(DATA FOR THIS TASK begins)

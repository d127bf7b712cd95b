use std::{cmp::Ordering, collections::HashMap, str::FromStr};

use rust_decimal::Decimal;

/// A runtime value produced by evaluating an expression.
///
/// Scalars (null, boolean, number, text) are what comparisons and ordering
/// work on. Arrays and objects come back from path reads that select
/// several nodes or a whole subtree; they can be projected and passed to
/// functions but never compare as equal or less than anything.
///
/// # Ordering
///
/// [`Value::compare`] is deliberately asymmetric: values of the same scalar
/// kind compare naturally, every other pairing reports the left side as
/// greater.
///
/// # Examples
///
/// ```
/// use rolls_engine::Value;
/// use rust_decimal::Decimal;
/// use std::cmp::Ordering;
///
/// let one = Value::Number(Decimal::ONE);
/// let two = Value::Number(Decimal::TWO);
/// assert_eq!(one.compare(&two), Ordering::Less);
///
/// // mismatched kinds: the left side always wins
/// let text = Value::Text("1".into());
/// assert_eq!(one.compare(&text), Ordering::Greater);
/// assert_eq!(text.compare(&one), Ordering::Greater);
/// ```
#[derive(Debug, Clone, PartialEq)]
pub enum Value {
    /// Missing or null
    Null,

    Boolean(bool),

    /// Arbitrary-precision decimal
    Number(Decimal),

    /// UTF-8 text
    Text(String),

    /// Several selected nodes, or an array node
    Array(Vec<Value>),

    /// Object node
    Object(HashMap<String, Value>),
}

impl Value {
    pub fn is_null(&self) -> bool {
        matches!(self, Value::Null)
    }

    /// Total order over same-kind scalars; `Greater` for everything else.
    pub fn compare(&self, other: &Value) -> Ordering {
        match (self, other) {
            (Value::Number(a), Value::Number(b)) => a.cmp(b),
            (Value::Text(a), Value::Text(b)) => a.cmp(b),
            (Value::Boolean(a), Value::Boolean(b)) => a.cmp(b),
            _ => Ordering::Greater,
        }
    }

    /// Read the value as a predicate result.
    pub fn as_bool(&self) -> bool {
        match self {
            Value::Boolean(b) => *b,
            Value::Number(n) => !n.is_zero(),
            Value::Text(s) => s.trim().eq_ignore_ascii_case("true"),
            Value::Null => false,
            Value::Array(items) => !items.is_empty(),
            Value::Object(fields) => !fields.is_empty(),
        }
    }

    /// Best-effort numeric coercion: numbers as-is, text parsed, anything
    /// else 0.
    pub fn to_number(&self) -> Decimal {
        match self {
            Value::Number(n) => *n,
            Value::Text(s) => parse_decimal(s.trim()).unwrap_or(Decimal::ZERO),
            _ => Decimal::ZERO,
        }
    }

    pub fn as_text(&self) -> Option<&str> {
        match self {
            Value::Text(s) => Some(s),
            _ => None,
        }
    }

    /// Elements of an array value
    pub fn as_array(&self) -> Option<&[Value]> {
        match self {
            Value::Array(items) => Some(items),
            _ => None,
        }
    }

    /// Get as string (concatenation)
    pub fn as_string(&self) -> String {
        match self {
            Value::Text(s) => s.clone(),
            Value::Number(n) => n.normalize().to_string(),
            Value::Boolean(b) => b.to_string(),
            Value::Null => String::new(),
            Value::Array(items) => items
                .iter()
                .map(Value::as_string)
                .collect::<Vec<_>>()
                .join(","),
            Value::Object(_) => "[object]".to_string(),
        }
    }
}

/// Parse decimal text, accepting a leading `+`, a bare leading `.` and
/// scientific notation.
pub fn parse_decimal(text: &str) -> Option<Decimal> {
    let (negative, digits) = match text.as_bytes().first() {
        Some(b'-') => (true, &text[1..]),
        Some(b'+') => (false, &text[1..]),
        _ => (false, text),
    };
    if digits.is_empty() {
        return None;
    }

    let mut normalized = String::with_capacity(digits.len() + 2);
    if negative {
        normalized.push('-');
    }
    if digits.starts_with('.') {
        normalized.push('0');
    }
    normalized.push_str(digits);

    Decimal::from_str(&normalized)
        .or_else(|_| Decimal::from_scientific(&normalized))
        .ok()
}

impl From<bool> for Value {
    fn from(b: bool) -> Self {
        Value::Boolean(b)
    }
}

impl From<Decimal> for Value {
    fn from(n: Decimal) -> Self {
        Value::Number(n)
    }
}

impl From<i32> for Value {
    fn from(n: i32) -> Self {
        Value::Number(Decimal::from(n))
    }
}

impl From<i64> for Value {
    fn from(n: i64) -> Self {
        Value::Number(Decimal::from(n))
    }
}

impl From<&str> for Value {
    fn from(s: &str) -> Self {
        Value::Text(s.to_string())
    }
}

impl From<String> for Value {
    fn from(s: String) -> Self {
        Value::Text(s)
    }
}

(DATA FOR THIS TASK ends)
(DATA FOR THIS TASK begins)

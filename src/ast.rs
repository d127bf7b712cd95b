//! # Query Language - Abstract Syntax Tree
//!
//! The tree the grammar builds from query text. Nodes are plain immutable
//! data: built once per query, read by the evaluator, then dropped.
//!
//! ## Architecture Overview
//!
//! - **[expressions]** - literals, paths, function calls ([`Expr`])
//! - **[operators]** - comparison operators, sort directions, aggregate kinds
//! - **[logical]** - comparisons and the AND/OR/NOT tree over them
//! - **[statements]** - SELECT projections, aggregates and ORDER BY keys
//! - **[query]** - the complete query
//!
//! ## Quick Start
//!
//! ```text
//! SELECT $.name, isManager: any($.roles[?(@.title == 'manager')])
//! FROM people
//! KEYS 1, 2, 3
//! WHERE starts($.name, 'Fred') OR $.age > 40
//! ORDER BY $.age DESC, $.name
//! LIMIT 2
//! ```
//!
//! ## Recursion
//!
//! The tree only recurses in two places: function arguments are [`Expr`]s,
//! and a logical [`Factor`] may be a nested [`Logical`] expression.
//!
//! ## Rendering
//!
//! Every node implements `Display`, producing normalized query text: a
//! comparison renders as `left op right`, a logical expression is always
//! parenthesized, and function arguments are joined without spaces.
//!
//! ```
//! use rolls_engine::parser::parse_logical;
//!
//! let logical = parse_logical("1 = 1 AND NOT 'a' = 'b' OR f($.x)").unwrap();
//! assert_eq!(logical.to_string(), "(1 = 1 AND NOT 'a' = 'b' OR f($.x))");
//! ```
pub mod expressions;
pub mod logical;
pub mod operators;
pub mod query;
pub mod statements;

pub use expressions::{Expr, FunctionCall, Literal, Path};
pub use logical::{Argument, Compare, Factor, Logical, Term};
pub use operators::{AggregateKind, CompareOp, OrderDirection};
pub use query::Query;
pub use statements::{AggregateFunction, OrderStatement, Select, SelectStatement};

(DATA FOR THIS TASK ends)
(DATA FOR THIS TASK begins)

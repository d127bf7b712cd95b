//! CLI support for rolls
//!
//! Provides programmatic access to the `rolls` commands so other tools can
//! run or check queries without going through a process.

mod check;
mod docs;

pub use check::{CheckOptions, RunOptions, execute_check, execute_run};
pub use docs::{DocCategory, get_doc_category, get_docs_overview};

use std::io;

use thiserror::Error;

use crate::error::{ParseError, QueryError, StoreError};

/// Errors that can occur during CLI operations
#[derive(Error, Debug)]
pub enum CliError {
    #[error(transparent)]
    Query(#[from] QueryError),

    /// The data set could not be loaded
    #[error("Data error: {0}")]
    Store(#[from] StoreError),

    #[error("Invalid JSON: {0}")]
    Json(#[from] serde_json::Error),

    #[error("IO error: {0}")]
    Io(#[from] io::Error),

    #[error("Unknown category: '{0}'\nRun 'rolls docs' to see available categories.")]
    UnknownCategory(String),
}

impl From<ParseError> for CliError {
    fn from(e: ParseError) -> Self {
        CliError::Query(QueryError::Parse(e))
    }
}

(DATA FOR THIS TASK ends)

In the entries above, count each line containing the word "without" and reply with only the count.

SOLUTION TO THIS PROBLEM =
2